Interpretive Summary: The B-strain sweetpotato whitefly (also called silverleaf whitefly) is an economically important pest of many field and greenhouse crops. Biological control can be a powerful tool in helping to regulate this whitefly. One of the most abundant native parasitoids of whiteflies on vegetables in South Carolina is a tiny parasitic wasp of the genus Eretmocerus. The wasp attacks and kills the nymphal stage of the whitefly. The effect of temperature on the rate of parasitism by the parasitic wasp was determined in the laboratory. The temperature range for optimum parasitism was about 80 to 95 degrees F. No parasitism was observed at either 59 or 113 degrees F. Adult wasps held at the highest temperature did not survive during 12 hours. These results will help in understanding environmental conditions under which whitefly parasites are most and least effective.

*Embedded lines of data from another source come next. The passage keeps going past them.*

//! Command channel: one best-effort round trip into the embedded content.

use std::rc::Rc;

use crate::engine::ScriptEngine;
use crate::value::ScriptValue;

/// Sends command strings to a [`ScriptEngine`] and hands back canonical
/// string results.
///
/// Engine faults are logged and reported to the caller as the empty string.
/// There is no retry and no timeout.
#[derive(Clone)]
pub struct CommandChannel {
    engine: Rc<dyn ScriptEngine>,
}

impl CommandChannel {
    /// Create a channel over `engine`.
    pub fn new(engine: Rc<dyn ScriptEngine>) -> Self {
        Self { engine }
    }

    /// Evaluate `command` and pass its canonical result to `done`.
    pub fn evaluate<F>(&self, command: impl Into<String>, done: F)
    where
        F: FnOnce(String) + 'static,
    {
        let command = command.into();
        let label = operation_label(&command).to_owned();
        self.engine.evaluate_script(
            &command,
            Box::new(move |result| {
                let value = match result {
                    Ok(value) => value,
                    Err(e) => {
                        log::warn!("evaluation of {label} failed: {e}");
                        ScriptValue::Absent
                    }
                };
                done(value.into_canonical());
            }),
        );
    }

    /// Evaluate `command`, discarding the result.
    pub fn send(&self, command: impl Into<String>) {
        self.evaluate(command, |_| {});
    }
}

/// Leading part of a command up to its argument list, for log lines that
/// must not echo document content.
fn operation_label(command: &str) -> &str {
    command.split('(').next().unwrap_or(command)
}
//! Host-side editor state.
//!
//! The embedded content is authoritative; this is the cache the host reads
//! from. Configuration set before the content has loaded is parked in
//! [`LoadState::Unloaded`] and pushed once, when `ready` arrives.

use crate::config::EditorConfig;

/// Configuration waiting to be pushed into the content.
#[derive(Debug, Clone, PartialEq, Eq)]
pub struct PendingConfig {
    pub html: String,
    pub editable: bool,
    pub placeholder: String,
    pub font_size: u32,
    pub line_height: u32,
}

impl PendingConfig {
    fn from_config(config: &EditorConfig) -> Self {
        Self {
            html: String::new(),
            editable: config.editable,
            placeholder: config.placeholder.to_owned(),
            font_size: config.font_size,
            line_height: config.default_line_height,
        }
    }
}

/// Whether the embedded content has finished loading.
#[derive(Debug, Clone, PartialEq, Eq)]
pub enum LoadState {
    /// Not loaded yet; setters write here.
    Unloaded(PendingConfig),
    /// Loaded; setters go straight to the content.
    Loaded,
}

impl LoadState {
    /// Whether `ready` has been handled.
    pub fn is_loaded(&self) -> bool {
        matches!(self, Self::Loaded)
    }

    /// Parked configuration, or `None` once loaded.
    pub fn pending(&self) -> Option<&PendingConfig> {
        match self {
            Self::Unloaded(pending) => Some(pending),
            Self::Loaded => None,
        }
    }

    /// Mutable parked configuration, or `None` once loaded.
    pub fn pending_mut(&mut self) -> Option<&mut PendingConfig> {
        match self {
            Self::Unloaded(pending) => Some(pending),
            Self::Loaded => None,
        }
    }

    /// Transition to [`LoadState::Loaded`].
    ///
    /// Returns the parked configuration on the first call and `None` on
    /// every later one.
    pub fn finish_loading(&mut self) -> Option<PendingConfig> {
        match std::mem::replace(self, Self::Loaded) {
            Self::Unloaded(pending) => Some(pending),
            Self::Loaded => None,
        }
    }
}

/// Cached editor state.
#[derive(Debug, Clone)]
pub struct EditorState {
    pub load: LoadState,
    /// Last HTML reported by the content. Never set optimistically.
    pub content_html: String,
    /// Last measured content height (px).
    pub height: i64,
    /// Line height (px): the last value set by the host or reported by the
    /// content.
    pub line_height: u32,
    pub editable: bool,
    pub placeholder: String,
    pub font_size: u32,
}

impl EditorState {
    pub fn new(config: &EditorConfig) -> Self {
        Self {
            load: LoadState::Unloaded(PendingConfig::from_config(config)),
            content_html: String::new(),
            height: 0,
            line_height: config.default_line_height,
            editable: config.editable,
            placeholder: config.placeholder.to_owned(),
            font_size: config.font_size,
        }
    }

    /// HTML as the host currently sees it: the pending value before load,
    /// the last reported value after.
    pub fn html(&self) -> &str {
        match &self.load {
            LoadState::Unloaded(pending) => &pending.html,
            LoadState::Loaded => &self.content_html,
        }
    }

    /// Store a newly measured height. Returns whether it changed.
    pub fn record_height(&mut self, height: i64) -> bool {
        if self.height == height {
            return false;
        }
        self.height = height;
        true
    }
}
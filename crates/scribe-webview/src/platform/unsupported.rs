//! Fallback for platforms without a WebView engine.

use std::ffi::c_void;

use scribe_core::{EvalError, RichEditor, ScriptCallback, ScriptEngine};

use crate::error::{Result, WebViewError};
use crate::WebViewConfig;

/// Placeholder engine. It cannot be attached, and every evaluation
/// reports [`EvalError::Unavailable`].
pub struct UnsupportedWebView {
    _private: (),
}

impl UnsupportedWebView {
    /// Always fails with [`WebViewError::PlatformNotSupported`].
    ///
    /// # Safety
    ///
    /// No requirements; the signature matches the other platforms.
    pub unsafe fn attach_to_parent(
        _parent: *mut c_void,
        _config: &WebViewConfig<'_>,
    ) -> Result<Self> {
        Err(WebViewError::PlatformNotSupported)
    }

    pub fn route_navigation(&self, _editor: &RichEditor) {}

    pub fn set_frame(&self, _x: i32, _y: i32, _width: i32, _height: i32) {}

    pub fn detach(&self) {}
}

impl ScriptEngine for UnsupportedWebView {
    fn evaluate_script(&self, _script: &str, done: ScriptCallback) {
        done(Err(EvalError::Unavailable));
    }
}
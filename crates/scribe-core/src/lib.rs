//! Host-side bridge for WebView-backed rich-text editors.
//!
//! The editor document lives inside an embedded web engine. This crate is
//! the host half of the bridge: it pushes commands into the content as
//! script strings, drains the notifications the content queues for the
//! host, keeps a cache of the editor state, and keeps the caret scrolled
//! into view.
//!
//! ```text
//! host UI ──► RichEditor ──► CommandChannel ──► ScriptEngine (embedded content)
//!                ▲                                     │
//!                │        re-callback:// navigation    │
//!                └── dispatch ◄── NotificationQueue ◄──┘
//! ```
//!
//! Everything here runs on a single owner thread. Engine integrations live
//! in `scribe-webview`.

pub mod channel;
pub mod command;
pub mod config;
pub mod delegate;
mod dispatch;
pub mod editor;
pub mod engine;
mod error;
pub mod notification;
pub mod scroll;
pub mod state;
pub mod value;

#[cfg(test)]
mod testing;

pub use channel::CommandChannel;
pub use command::{Command, FormatCommand};
pub use config::{EditorConfig, DEFAULT_LINE_HEIGHT};
pub use delegate::EditorDelegate;
pub use editor::{RichEditor, WeakRichEditor};
pub use engine::{ScriptCallback, ScriptEngine};
pub use error::{EvalError, Result};
pub use notification::{
    NavigationKind, NavigationPolicy, NavigationRequest, Notification, NotificationQueue,
};
pub use scroll::{Point, Size, Viewport};
pub use value::ScriptValue;
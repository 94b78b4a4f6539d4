//! # Scribe
//!
//! WebView-backed rich-text editing for Rust hosts.
//!
//! The editor document and its editing logic run inside an embedded web
//! engine. Scribe is the host half: a [`RichEditor`](core::RichEditor)
//! that sends commands into the page, drains the page's notification
//! queue, caches the editor state and keeps the caret in view.
//!
//! ## Architecture
//!
//! ```text
//! Host UI (toolbar, container view, delegate)
//!        ↓
//! RichEditor (scribe-core)
//!        ↓
//! ScriptEngine (scribe-webview: WKWebView on macOS)
//! ```
//!
//! ## Quick Start
//!
//! ```rust,ignore
//! use scribe::prelude::*;
//!
//! struct Sink;
//!
//! impl EditorDelegate for Sink {
//!     fn on_content_changed(&self, html: &str) {
//!         println!("{html}");
//!     }
//! }
//!
//! let page = WebViewConfig { html: EDITOR_HTML, base_url: None, dev_tools: false };
//! let (webview, editor) = unsafe {
//!     scribe::webview::attach_editor(parent_view, &page, viewport, EditorConfig::new())
//! }?;
//! editor.set_delegate(Rc::new(Sink));
//! editor.set_html("<p>Hello</p>");
//! editor.apply(FormatCommand::Bold);
//! ```

// Re-export sub-crates
pub use scribe_core as core;

#[cfg(feature = "webview")]
pub use scribe_webview as webview;

/// Prelude module for convenient imports.
///
/// ```rust,ignore
/// use scribe::prelude::*;
/// ```
pub mod prelude {
    pub use scribe_core::{
        EditorConfig, EditorDelegate, FormatCommand, NavigationKind, NavigationPolicy,
        NavigationRequest, Point, RichEditor, ScriptEngine, ScriptValue, Size, Viewport,
    };

    #[cfg(feature = "webview")]
    pub use scribe_webview::{PlatformWebView, WebViewConfig, WebViewError};
}
//! Notification dispatch.
//!
//! Navigation requests come in from the engine; callback-scheme requests
//! are cancelled and turned into a queue drain, and each drained
//! notification is applied to the editor state in order.

use crate::editor::RichEditor;
use crate::notification::{
    decode_batch, NavigationPolicy, NavigationRequest, NavigationRoute, Notification,
};

impl RichEditor {
    /// Decide whether the engine may perform a navigation.
    ///
    /// Call this from the engine's navigation-policy hook. Notification
    /// signals are always cancelled and trigger a drain of the
    /// content's queue. Link activations are allowed only if the delegate
    /// agrees. Everything else, including the initial content load, is
    /// allowed.
    pub fn decide_navigation(&self, request: &NavigationRequest<'_>) -> NavigationPolicy {
        match self.inner.queue.route(request) {
            NavigationRoute::Callback => {
                self.drain_notifications();
                NavigationPolicy::Cancel
            }
            NavigationRoute::Link => {
                let mut allowed = false;
                self.notify(|d| allowed = d.should_interact_with(request.url));
                if allowed {
                    NavigationPolicy::Allow
                } else {
                    NavigationPolicy::Cancel
                }
            }
            NavigationRoute::Passthrough => NavigationPolicy::Allow,
        }
    }

    /// Dispatch an already-drained notification payload (a JSON array of
    /// strings), for engines that can push it directly.
    pub fn receive_batch(&self, payload: &str) {
        for raw in decode_batch(payload) {
            self.dispatch(&raw);
        }
    }

    fn drain_notifications(&self) {
        let weak = self.downgrade();
        self.inner.queue.drain(move |batch| {
            let Some(editor) = weak.upgrade() else { return };
            for raw in &batch {
                editor.dispatch(raw);
            }
        });
    }

    /// Apply a single notification.
    ///
    /// Unrecognized notifications are ignored.
    pub fn dispatch(&self, raw: &str) {
        let Some(notification) = Notification::parse(raw) else {
            log::debug!("ignoring unrecognized notification: {raw}");
            return;
        };

        match notification {
            Notification::Ready => self.handle_ready(),
            Notification::Input => {
                self.scroll_caret_to_visible();
                self.refresh_html();
                self.refresh_height();
            }
            Notification::UpdateHeight => self.refresh_height(),
            Notification::Focus => self.notify(|d| d.on_focus()),
            Notification::Blur => self.notify(|d| d.on_blur()),
            Notification::Action(name) => {
                self.refresh_html();
                self.notify(|d| d.on_custom_action(&name));
            }
        }
    }

    /// The first `ready` pushes the parked configuration; every `ready`
    /// re-measures the height.
    fn handle_ready(&self) {
        let pending = self.inner.state.borrow_mut().load.finish_loading();

        if let Some(pending) = pending {
            log::debug!("editor content loaded");
            self.send(self.command("setFontSize").px(pending.font_size));
            self.send(self.command("setHtml").arg(&pending.html));
            self.send(self.command("setContentEditable").bool(pending.editable));
            self.send(self.command("setPlaceholderText").arg(&pending.placeholder));
            self.send(self.command("setLineHeight").px(pending.line_height));
            self.store_html(pending.html);
            self.notify(|d| d.on_loaded());
        }

        self.refresh_height();
    }
}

Technical Abstract: Knowledge of the ecology of beneficial organisms can help in determining their role in managing insect pests. The effect of temperature on rate of parasitism by Eretmocerus sp., an indigenous nymphal parasitoid of B- biotype sweetpotato whitefly, Bemisia tabaci (Gennadius) (=B. argentifolii Bellows & Perring), was examined on collard placed in plastic Petri dish cages in the laboratory over a range of constant temperatures (15 - 45 C). Host density was 30 to 40 whitefly nymphs per test arena. There was an increased rate of parasitism by Eretmocerus sp. as temperature was increased from 15 to 35, and parasitism declined at 40 C. There was a linear relationship between temperature and percentage parasitism when the 40 C treatment was not included in the data analysis. At 45 C, the adult parasitoid did not survive during the 12 h oviposition exposure period, and no parasitism was observed at this temperature. Among all temperatures, the erate of parasitism ranged from 0 to 30% of the whitefly nymphs. These results define the temperature range which is optimum (25 to 35 C) for parasitism by this species of Eretmocerus.